▶ _YOUR GOAL_
Extract, without alteration, each line from the start of the listing to the line bearing "SeedInput, services: Arc<ServiceRegistry>)".

▶ _TASK MATERIAL_

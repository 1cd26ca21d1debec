use std::fmt;
use std::sync::atomic::{AtomicBool, Ordering};
use std::sync::{Arc, OnceLock};

use async_trait::async_trait;
use tokio::sync::OnceCell;
use uuid::Uuid;

use crate::builder::OptionsBuilder;
use crate::error::{ContextError, Result};
use crate::extension::ProviderExtension;
use crate::hook::{ConfigureContext, SeedInput};
use crate::options::{ContextOptions, ContextType};
use crate::selector::ProviderSelector;
use crate::services::ServiceRegistry;
use crate::store::{DataStore, Record, StoreLease};

/// A database context: one configuration hook, lazily resolved options, and at most one
/// opened store.
///
/// Construction never fails and never runs the hook. The first call that needs the
/// configuration runs [`ConfigureContext::on_configuring`] once and caches the snapshot;
/// the first data call opens the store once and keeps the lease until [`dispose`].
///
/// Instances are shared as `Arc<DbContext<C>>` but are meant for one logical sequence of
/// operations at a time.
///
/// [`dispose`]: DbContext::dispose
pub struct DbContext<C: ConfigureContext> {
    instance_id: Uuid,
    config: C,
    seed: SeedInput,
    services: Arc<ServiceRegistry>,
    options: OnceLock<Arc<ContextOptions>>,
    store: OnceCell<StoreLease>,
    disposed: AtomicBool,
    released: AtomicBool,
}

impl<C: ConfigureContext> DbContext<C> {
    /// Context with nothing supplied; the hook decides everything.
    #[must_use]
    pub fn new(config: C) -> Self {
        Self::with_seed(config, SeedInput::Empty)
    }

    #[must_use]
    pub fn with_seed(config: C, seed: SeedInput) -> Self {
        Self::with_services(config, seed, Arc::new(ServiceRegistry::new()))
    }

    /// Container path: shared services come from the provider's registry.
    #[must_use]
    pub fn with_services(config: C, seed: SeedInput, services: Arc<ServiceRegistry>) -> Self {
        Self {
            instance_id: Uuid::new_v4(),
            config,
            seed,
            services,
            options: OnceLock::new(),
            store: OnceCell::new(),
            disposed: AtomicBool::new(false),
            released: AtomicBool::new(false),
        }
    }

    // ---- public read-only API ----

    #[inline]
    pub fn config(&self) -> &C {
        &self.config
    }

    #[inline]
    pub fn instance_id(&self) -> Uuid {
        self.instance_id
    }

    #[inline]
    pub fn seed(&self) -> &SeedInput {
        &self.seed
    }

    #[inline]
    pub fn context_type(&self) -> ContextType {
        ContextType::of::<C>()
    }

    pub fn is_disposed(&self) -> bool {
        self.disposed.load(Ordering::Acquire)
    }

    // ---- lazy resolution ----

    /// The finished options snapshot; runs the configuration hook on first call.
    ///
    /// # Errors
    /// - `ContextError::UseAfterDispose` after [`dispose`](Self::dispose).
    /// - `ContextError::OptionsContextMismatch` if the seeded snapshot was built for
    ///   another context kind.
    /// - `ContextError::InvalidConfiguration` if an extension rejects the snapshot.
    pub fn options(&self) -> Result<Arc<ContextOptions>> {
        self.ensure_live()?;
        self.check_seed_tag()?;

        let options = self.options.get_or_init(|| self.configure());
        for extension in options.extensions() {
            extension.validate(options)?;
        }
        Ok(Arc::clone(options))
    }

    /// The selected data store provider.
    ///
    /// # Errors
    /// Everything [`options`](Self::options) returns, plus
    /// `ContextError::NoDataStoreConfigured` / `ContextError::MultipleDataStoresConfigured`.
    pub fn provider(&self) -> Result<Arc<dyn ProviderExtension>> {
        let options = self.options()?;
        ProviderSelector::resolve(&options)
    }

    /// Name of the selected provider.
    ///
    /// # Errors
    /// See [`provider`](Self::provider).
    pub fn provider_name(&self) -> Result<&'static str> {
        Ok(self.provider()?.provider_name())
    }

    // ---- data access ----

    /// Create the entity set if missing.
    ///
    /// # Errors
    /// Configuration errors from [`provider`](Self::provider), or store errors.
    pub async fn ensure_created(&self, entity_set: &str) -> Result<bool> {
        let store = self.store().await?;
        Ok(store.ensure_created(entity_set).await?)
    }

    /// All records of an entity set.
    ///
    /// # Errors
    /// Configuration errors from [`provider`](Self::provider), or store errors.
    pub async fn query(&self, entity_set: &str) -> Result<Vec<Record>> {
        let store = self.store().await?;
        Ok(store.query(entity_set).await?)
    }

    /// Insert or replace records by key.
    ///
    /// # Errors
    /// Configuration errors from [`provider`](Self::provider), or store errors.
    pub async fn upsert(&self, entity_set: &str, records: &[Record]) -> Result<usize> {
        let store = self.store().await?;
        Ok(store.upsert(entity_set, records).await?)
    }

    /// Release everything this context owns. Later calls are no-ops; every other operation
    /// fails with `ContextError::UseAfterDispose` afterwards.
    ///
    /// # Errors
    /// Returns the store error if releasing an owned store fails.
    pub async fn dispose(&self) -> Result<()> {
        if self.disposed.swap(true, Ordering::AcqRel) {
            return Ok(());
        }

        match self.store.get() {
            Some(lease) => self.release(lease).await,
            None => Ok(()),
        }
    }

    // ---- internals ----

    fn ensure_live(&self) -> Result<()> {
        if self.is_disposed() {
            return Err(ContextError::disposed(format!(
                "context '{}'",
                self.context_type()
            )));
        }
        Ok(())
    }

    fn check_seed_tag(&self) -> Result<()> {
        let Some(seeded) = self.seed.as_options() else {
            return Ok(());
        };
        match seeded.context_type() {
            Some(expected) if expected != self.context_type() => {
                Err(ContextError::OptionsContextMismatch {
                    expected: expected.short_name().to_owned(),
                    actual: self.context_type().short_name().to_owned(),
                })
            }
            _ => Ok(()),
        }
    }

    fn configure(&self) -> Arc<ContextOptions> {
        let seed = self
            .seed
            .as_options()
            .map_or_else(|| Arc::new(ContextOptions::for_context::<C>()), Arc::clone);
        let mut builder = OptionsBuilder::new(seed);
        self.config.on_configuring(&mut builder, &self.seed);
        let options = builder.into_options();

        tracing::debug!(
            context = %self.context_type(),
            instance = %self.instance_id,
            seed = self.seed.kind(),
            extensions = %options.describe(),
            "Configured context options"
        );
        options
    }

    async fn store(&self) -> Result<Arc<dyn DataStore>> {
        let provider = self.provider()?;
        let lease = self
            .store
            .get_or_try_init(|| async {
                let lease = provider.open_store(&self.services).await?;
                tracing::debug!(
                    context = %self.context_type(),
                    instance = %self.instance_id,
                    provider = provider.provider_name(),
                    owned = lease.is_owned(),
                    "Opened data store"
                );
                Ok::<_, ContextError>(lease)
            })
            .await?;

        // A dispose that raced the open did not see the lease; release it here.
        if self.is_disposed() {
            self.release(lease).await?;
            self.ensure_live()?;
        }
        Ok(Arc::clone(lease.store()))
    }

    async fn release(&self, lease: &StoreLease) -> Result<()> {
        if !lease.is_owned() || self.released.swap(true, Ordering::AcqRel) {
            return Ok(());
        }
        tracing::debug!(
            context = %self.context_type(),
            instance = %self.instance_id,
            provider = lease.store().provider_name(),
            "Releasing owned store"
        );
        lease.store().release().await?;
        Ok(())
    }
}

impl<C: ConfigureContext> fmt::Debug for DbContext<C> {
    fn fmt(&self, f: &mut fmt::Formatter<'_>) -> fmt::Result {
        f.debug_struct("DbContext")
            .field("context_type", &self.context_type())
            .field("instance_id", &self.instance_id)
            .field("seed", &self.seed)
            .field("configured", &self.options.get().is_some())
            .field("store_open", &self.store.initialized())
            .field("disposed", &self.is_disposed())
            .finish_non_exhaustive()
    }
}

/// Something a scope owns and disposes when the scope ends.
#[async_trait]
pub trait ScopedInstance: Send + Sync {
    /// # Errors
    /// Returns the error raised while releasing resources.
    async fn dispose_scoped(&self) -> Result<()>;
}

#[async_trait]
impl<C: ConfigureContext> ScopedInstance for DbContext<C> {
    async fn dispose_scoped(&self) -> Result<()> {
        self.dispose().await
    }
}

▶ _TASK RESPONSE_
repository 1cd26ca21d1debec
use std::fmt;
use std::sync::atomic::{AtomicBool, Ordering};
use std::sync::{Arc, OnceLock};

use async_trait::async_trait;
use tokio::sync::OnceCell;
use uuid::Uuid;

use crate::builder::OptionsBuilder;
use crate::error::{ContextError, Result};
use crate::extension::ProviderExtension;
use crate::hook::{ConfigureContext, SeedInput};
use crate::options::{ContextOptions, ContextType};
use crate::selector::ProviderSelector;
use crate::services::ServiceRegistry;
use crate::store::{DataStore, Record, StoreLease};

/// A database context: one configuration hook, lazily resolved options, and at most one
/// opened store.
///
/// Construction never fails and never runs the hook. The first call that needs the
/// configuration runs [`ConfigureContext::on_configuring`] once and caches the snapshot;
/// the first data call opens the store once and keeps the lease until [`dispose`].
///
/// Instances are shared as `Arc<DbContext<C>>` but are meant for one logical sequence of
/// operations at a time.
///
/// [`dispose`]: DbContext::dispose
pub struct DbContext<C: ConfigureContext> {
    instance_id: Uuid,
    config: C,
    seed: SeedInput,
    services: Arc<ServiceRegistry>,
    options: OnceLock<Arc<ContextOptions>>,
    store: OnceCell<StoreLease>,
    disposed: AtomicBool,
    released: AtomicBool,
}

impl<C: ConfigureContext> DbContext<C> {
    /// Context with nothing supplied; the hook decides everything.
    #[must_use]
    pub fn new(config: C) -> Self {
        Self::with_seed(config, SeedInput::Empty)
    }

    #[must_use]
    pub fn with_seed(config: C, seed: SeedInput) -> Self {
        Self::with_services(config, seed, Arc::new(ServiceRegistry::new()))
    }

    /// Container path: shared services come from the provider's registry.
    #[must_use]
    pub fn with_services(config: C, seed: SeedInput, services: Arc<ServiceRegistry>) -> Self {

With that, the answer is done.